* [What you are asked to do] Check every line below for the string "WorkspaceConfig", and copy the lines that contain it.

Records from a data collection
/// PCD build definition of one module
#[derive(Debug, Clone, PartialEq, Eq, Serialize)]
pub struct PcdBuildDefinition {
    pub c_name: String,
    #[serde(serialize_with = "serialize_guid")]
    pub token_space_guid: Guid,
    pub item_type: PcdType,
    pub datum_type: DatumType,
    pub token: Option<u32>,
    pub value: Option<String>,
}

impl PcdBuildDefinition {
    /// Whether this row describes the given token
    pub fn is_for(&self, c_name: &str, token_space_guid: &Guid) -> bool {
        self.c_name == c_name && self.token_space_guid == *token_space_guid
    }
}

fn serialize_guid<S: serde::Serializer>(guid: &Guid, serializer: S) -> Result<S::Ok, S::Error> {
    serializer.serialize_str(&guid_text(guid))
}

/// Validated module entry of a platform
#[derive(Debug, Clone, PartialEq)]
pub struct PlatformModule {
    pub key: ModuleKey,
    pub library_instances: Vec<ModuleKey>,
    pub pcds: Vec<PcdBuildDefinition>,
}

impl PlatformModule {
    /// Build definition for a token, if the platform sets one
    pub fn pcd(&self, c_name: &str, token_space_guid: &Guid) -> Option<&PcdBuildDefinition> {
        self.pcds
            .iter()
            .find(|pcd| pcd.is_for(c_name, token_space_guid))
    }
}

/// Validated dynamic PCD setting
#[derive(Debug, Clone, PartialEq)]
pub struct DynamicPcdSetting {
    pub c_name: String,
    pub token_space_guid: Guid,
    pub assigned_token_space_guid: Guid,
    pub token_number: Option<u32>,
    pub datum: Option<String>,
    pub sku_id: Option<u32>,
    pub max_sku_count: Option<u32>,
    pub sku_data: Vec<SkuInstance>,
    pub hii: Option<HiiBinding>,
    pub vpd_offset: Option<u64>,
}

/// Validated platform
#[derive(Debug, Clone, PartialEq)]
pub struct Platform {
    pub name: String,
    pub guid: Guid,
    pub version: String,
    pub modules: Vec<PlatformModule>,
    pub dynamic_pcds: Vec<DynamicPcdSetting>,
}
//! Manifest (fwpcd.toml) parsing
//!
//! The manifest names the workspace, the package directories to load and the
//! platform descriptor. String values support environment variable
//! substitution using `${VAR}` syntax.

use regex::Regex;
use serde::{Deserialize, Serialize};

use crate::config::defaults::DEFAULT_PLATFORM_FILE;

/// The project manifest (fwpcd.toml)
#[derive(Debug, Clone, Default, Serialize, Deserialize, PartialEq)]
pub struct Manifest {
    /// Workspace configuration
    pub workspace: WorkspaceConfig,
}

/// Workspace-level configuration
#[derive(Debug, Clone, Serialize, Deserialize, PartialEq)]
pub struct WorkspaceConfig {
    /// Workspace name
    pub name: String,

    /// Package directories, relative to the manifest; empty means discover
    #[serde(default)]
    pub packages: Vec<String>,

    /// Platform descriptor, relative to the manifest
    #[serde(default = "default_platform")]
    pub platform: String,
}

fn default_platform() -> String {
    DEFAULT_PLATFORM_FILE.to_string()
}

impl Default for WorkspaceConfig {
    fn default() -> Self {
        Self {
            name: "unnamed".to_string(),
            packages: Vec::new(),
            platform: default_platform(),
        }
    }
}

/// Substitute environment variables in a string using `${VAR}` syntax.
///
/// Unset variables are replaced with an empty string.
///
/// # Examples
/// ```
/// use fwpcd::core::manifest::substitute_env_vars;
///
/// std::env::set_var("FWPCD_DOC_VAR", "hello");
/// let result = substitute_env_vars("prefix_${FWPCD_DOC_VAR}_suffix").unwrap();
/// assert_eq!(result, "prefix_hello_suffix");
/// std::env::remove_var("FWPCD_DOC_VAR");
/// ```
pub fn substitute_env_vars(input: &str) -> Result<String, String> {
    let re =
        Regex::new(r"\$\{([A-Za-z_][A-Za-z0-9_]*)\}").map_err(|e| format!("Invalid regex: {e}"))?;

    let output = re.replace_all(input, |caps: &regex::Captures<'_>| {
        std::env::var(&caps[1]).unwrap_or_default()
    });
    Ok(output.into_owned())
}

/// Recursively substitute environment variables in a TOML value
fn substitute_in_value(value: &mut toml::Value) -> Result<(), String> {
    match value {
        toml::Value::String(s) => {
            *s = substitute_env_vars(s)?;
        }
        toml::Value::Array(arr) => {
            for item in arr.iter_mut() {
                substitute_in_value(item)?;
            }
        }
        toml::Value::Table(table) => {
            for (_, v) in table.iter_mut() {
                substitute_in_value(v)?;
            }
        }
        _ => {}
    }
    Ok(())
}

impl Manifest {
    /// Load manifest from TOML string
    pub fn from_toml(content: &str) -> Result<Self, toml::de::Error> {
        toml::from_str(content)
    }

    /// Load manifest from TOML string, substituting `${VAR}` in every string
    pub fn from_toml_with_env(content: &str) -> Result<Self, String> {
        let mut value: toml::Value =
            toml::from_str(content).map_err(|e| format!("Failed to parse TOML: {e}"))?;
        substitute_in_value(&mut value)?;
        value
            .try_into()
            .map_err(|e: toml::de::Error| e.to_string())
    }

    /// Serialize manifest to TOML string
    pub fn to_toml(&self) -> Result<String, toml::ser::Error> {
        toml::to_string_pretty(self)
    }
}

* [Written reply]
    pub workspace: WorkspaceConfig,
pub struct WorkspaceConfig {
impl Default for WorkspaceConfig {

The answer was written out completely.